PROBLEM TO SOLVE
Repeat word for word the opening stretch of the entries, from the first line through the line containing "let current_dir = workspace.root().to_path_buf();".

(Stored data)
# # # #
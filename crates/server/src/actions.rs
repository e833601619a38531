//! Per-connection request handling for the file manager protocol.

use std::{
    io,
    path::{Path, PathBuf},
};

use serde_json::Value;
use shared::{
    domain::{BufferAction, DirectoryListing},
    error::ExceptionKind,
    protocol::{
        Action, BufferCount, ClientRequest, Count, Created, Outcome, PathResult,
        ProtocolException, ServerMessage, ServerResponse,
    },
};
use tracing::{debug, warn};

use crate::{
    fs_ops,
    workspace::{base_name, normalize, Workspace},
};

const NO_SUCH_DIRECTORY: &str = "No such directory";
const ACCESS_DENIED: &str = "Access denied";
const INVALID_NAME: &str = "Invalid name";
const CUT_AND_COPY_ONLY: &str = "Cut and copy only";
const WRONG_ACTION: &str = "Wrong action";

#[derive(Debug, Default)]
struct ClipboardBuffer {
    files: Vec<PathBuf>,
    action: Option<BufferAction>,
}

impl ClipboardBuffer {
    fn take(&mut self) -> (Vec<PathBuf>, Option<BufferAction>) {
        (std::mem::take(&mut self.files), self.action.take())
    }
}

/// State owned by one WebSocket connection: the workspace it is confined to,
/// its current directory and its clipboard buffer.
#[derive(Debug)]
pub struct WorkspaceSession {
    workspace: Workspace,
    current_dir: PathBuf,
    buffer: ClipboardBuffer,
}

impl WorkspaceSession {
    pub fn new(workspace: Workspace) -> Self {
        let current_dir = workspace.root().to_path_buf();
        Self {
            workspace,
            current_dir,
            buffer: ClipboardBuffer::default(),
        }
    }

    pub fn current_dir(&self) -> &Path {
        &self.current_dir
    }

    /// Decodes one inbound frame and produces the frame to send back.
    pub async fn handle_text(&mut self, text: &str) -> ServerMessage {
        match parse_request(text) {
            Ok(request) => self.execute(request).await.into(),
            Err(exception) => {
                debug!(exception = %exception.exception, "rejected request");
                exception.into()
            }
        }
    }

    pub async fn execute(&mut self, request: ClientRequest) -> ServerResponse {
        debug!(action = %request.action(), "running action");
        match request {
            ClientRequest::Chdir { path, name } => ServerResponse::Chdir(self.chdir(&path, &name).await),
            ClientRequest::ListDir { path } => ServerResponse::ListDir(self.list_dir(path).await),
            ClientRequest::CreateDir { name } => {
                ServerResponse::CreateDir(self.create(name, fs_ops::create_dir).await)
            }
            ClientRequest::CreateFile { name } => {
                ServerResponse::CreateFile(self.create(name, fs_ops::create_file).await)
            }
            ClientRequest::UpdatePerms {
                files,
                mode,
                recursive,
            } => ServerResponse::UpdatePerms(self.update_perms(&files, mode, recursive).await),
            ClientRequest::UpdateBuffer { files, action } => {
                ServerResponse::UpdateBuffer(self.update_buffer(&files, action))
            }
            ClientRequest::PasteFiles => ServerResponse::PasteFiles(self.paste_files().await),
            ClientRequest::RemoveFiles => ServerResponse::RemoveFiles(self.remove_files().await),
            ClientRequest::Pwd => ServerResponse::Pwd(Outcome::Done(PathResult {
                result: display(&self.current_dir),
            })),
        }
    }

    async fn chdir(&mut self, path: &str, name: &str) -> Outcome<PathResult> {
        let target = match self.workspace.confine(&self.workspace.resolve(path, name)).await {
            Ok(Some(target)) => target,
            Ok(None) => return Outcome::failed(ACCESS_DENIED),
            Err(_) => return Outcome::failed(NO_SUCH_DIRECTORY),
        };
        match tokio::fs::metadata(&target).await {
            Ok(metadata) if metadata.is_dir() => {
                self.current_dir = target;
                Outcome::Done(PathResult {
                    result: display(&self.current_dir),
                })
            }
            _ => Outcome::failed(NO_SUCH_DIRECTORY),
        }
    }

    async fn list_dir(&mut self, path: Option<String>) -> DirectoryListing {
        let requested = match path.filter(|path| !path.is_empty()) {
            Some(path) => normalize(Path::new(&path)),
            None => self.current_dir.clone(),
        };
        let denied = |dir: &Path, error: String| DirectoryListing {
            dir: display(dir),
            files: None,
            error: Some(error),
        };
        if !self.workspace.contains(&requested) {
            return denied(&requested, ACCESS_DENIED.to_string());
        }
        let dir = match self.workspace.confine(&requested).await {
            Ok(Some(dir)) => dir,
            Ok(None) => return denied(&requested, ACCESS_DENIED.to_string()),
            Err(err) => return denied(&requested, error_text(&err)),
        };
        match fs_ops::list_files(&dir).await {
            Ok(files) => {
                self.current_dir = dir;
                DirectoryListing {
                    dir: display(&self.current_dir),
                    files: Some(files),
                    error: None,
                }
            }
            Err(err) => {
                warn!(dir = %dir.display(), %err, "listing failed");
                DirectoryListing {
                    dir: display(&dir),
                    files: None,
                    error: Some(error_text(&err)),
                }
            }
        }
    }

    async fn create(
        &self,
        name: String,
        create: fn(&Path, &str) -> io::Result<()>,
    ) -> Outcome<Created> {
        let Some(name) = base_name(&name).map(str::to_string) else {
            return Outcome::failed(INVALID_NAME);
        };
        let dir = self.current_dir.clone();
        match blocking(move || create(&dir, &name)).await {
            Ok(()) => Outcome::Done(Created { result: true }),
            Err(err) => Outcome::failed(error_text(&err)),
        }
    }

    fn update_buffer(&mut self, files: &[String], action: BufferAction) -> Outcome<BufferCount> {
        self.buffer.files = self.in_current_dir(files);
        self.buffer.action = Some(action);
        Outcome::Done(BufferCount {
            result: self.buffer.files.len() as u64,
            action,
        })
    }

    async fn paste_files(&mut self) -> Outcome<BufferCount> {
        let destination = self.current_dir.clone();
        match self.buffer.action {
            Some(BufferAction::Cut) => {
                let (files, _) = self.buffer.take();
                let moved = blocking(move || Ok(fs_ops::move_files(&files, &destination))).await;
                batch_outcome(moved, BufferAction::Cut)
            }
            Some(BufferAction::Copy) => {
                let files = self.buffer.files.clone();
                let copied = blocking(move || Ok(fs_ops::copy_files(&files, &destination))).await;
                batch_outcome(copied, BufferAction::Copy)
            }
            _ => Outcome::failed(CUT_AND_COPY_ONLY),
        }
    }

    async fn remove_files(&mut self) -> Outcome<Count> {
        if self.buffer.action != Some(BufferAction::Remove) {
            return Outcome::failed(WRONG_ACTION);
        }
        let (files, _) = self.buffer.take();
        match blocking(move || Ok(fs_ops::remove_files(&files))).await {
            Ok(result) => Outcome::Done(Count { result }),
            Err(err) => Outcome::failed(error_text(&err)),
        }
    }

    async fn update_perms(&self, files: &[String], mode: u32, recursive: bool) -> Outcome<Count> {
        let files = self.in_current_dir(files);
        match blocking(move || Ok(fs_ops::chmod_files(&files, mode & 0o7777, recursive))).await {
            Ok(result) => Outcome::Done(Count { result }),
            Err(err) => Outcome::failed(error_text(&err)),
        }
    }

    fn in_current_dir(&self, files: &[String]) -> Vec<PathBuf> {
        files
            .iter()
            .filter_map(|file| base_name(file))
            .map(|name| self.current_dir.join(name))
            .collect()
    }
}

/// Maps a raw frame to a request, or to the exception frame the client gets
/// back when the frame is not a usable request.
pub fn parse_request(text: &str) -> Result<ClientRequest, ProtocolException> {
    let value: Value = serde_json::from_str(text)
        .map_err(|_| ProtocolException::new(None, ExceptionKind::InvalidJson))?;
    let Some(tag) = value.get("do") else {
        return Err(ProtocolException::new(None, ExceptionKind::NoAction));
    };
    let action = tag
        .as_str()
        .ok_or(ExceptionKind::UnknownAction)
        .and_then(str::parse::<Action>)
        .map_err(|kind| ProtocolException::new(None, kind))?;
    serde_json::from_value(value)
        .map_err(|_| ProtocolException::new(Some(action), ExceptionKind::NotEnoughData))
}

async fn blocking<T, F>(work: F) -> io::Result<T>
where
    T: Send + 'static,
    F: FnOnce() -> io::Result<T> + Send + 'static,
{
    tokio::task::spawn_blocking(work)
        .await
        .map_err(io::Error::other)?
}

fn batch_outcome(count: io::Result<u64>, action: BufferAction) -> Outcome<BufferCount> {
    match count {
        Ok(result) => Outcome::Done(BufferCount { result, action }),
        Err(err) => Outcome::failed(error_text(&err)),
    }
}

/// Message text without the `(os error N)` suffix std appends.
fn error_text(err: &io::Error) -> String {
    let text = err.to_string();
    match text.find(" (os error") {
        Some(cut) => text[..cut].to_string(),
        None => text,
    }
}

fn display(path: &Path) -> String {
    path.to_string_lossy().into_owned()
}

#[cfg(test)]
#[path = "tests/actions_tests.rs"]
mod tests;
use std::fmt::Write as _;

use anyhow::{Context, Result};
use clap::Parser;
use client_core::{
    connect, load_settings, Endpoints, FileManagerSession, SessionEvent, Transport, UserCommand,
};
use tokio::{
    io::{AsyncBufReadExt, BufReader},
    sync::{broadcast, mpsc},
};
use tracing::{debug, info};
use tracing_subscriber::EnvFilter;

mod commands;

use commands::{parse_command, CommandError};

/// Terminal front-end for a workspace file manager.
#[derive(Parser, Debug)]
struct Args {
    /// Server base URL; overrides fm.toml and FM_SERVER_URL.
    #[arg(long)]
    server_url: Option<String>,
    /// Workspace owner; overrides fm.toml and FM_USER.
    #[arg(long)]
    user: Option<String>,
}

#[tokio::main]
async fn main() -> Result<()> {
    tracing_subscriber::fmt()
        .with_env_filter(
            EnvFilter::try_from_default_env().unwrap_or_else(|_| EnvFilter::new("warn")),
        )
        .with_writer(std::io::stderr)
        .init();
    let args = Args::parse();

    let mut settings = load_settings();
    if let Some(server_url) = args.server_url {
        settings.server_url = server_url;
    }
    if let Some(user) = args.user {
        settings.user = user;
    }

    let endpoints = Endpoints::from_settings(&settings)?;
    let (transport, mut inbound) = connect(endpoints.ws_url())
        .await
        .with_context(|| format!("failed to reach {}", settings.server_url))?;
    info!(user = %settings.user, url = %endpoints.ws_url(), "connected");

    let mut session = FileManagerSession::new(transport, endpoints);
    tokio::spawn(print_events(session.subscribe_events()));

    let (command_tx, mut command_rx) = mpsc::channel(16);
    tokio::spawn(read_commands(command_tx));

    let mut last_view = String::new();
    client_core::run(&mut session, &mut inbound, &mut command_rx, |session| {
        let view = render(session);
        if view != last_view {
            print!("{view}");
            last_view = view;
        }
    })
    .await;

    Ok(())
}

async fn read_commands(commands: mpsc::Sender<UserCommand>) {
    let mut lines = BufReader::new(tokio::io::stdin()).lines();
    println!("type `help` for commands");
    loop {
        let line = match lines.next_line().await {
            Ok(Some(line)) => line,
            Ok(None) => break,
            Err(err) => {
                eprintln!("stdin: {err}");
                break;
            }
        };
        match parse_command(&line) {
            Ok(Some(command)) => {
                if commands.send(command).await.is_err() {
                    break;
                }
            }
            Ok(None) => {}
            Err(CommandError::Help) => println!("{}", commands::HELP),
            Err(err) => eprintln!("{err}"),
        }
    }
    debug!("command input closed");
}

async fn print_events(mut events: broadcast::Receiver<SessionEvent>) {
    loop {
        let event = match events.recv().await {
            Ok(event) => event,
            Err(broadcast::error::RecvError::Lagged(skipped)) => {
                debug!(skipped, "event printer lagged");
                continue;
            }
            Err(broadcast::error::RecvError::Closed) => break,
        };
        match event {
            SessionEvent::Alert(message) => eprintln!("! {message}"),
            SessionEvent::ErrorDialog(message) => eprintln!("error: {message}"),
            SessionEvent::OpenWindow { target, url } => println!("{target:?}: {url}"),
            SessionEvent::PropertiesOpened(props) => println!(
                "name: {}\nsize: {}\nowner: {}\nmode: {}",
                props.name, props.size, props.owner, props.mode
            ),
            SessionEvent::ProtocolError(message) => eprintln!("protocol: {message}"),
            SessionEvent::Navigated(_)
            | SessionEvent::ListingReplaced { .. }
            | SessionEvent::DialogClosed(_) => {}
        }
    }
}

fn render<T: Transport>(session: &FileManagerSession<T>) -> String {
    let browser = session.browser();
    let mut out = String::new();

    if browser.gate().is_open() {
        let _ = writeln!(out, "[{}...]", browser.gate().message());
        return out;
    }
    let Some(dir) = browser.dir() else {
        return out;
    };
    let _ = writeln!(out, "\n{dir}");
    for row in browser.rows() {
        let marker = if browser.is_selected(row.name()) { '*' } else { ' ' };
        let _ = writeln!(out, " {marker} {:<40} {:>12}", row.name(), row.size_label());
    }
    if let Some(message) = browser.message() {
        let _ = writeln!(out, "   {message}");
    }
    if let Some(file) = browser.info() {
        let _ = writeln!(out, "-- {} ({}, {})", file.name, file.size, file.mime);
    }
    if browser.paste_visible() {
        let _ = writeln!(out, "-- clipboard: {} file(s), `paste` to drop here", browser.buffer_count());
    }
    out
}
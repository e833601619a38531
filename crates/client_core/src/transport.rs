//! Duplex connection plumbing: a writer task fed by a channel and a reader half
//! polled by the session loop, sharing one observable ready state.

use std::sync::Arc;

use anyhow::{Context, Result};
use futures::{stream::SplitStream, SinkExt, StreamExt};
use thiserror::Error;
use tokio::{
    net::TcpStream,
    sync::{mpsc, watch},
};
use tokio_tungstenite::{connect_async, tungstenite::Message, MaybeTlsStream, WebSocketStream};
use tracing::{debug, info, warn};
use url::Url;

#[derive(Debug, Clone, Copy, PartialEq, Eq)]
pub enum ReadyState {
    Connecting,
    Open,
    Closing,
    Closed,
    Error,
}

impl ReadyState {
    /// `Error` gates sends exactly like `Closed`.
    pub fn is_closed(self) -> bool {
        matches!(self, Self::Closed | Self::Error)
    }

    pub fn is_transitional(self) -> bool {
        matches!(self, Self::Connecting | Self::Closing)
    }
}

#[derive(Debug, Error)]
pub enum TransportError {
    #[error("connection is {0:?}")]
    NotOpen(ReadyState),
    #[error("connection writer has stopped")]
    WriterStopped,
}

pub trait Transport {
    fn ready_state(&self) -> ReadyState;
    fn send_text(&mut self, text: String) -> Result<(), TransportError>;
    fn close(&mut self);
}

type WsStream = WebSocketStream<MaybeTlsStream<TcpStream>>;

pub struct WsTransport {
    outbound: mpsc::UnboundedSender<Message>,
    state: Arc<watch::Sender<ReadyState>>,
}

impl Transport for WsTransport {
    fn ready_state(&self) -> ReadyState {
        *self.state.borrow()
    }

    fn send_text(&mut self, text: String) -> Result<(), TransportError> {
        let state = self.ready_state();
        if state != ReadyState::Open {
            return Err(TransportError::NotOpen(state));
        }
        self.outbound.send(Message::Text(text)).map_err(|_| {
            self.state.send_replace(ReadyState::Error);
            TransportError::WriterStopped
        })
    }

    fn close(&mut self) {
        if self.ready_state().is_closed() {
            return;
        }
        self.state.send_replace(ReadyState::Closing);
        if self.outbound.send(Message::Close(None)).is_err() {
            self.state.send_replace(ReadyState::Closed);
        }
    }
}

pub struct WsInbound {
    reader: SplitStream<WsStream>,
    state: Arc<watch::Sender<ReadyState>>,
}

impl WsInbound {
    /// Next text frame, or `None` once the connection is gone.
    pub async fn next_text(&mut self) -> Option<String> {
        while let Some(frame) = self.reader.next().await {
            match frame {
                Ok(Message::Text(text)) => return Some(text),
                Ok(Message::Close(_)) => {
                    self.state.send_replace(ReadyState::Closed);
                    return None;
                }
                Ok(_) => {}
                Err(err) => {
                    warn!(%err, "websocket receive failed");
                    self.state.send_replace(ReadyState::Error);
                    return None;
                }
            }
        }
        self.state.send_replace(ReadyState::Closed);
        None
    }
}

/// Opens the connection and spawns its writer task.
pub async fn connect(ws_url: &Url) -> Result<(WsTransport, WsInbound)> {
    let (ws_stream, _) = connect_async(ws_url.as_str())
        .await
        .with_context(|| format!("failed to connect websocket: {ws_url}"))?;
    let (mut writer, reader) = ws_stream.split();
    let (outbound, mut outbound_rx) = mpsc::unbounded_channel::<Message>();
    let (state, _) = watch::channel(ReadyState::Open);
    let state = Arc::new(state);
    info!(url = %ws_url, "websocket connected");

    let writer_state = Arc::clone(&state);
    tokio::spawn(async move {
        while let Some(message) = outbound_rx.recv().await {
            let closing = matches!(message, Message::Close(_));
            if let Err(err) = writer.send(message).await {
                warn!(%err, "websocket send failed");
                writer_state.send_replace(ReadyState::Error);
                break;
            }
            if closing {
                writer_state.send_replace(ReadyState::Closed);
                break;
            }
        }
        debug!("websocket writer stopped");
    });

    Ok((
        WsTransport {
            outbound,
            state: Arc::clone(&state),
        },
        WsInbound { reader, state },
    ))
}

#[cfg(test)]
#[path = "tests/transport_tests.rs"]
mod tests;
# # # #
SOLUTION FOR THIS TASK
filename crates/server/src/actions.rs
repository e833601619a38531
//! Per-connection request handling for the file manager protocol.

use std::{
    io,
    path::{Path, PathBuf},
};

use serde_json::Value;
use shared::{
    domain::{BufferAction, DirectoryListing},
    error::ExceptionKind,
    protocol::{
        Action, BufferCount, ClientRequest, Count, Created, Outcome, PathResult,
        ProtocolException, ServerMessage, ServerResponse,
    },
};
use tracing::{debug, warn};

use crate::{
    fs_ops,
    workspace::{base_name, normalize, Workspace},
};

const NO_SUCH_DIRECTORY: &str = "No such directory";
const ACCESS_DENIED: &str = "Access denied";
const INVALID_NAME: &str = "Invalid name";
const CUT_AND_COPY_ONLY: &str = "Cut and copy only";
const WRONG_ACTION: &str = "Wrong action";

#[derive(Debug, Default)]
struct ClipboardBuffer {
    files: Vec<PathBuf>,
    action: Option<BufferAction>,
}

impl ClipboardBuffer {
    fn take(&mut self) -> (Vec<PathBuf>, Option<BufferAction>) {
        (std::mem::take(&mut self.files), self.action.take())
    }
}

/// State owned by one WebSocket connection: the workspace it is confined to,
/// its current directory and its clipboard buffer.
#[derive(Debug)]
pub struct WorkspaceSession {
    workspace: Workspace,
    current_dir: PathBuf,
    buffer: ClipboardBuffer,
}

impl WorkspaceSession {
    pub fn new(workspace: Workspace) -> Self {
        let current_dir = workspace.root().to_path_buf();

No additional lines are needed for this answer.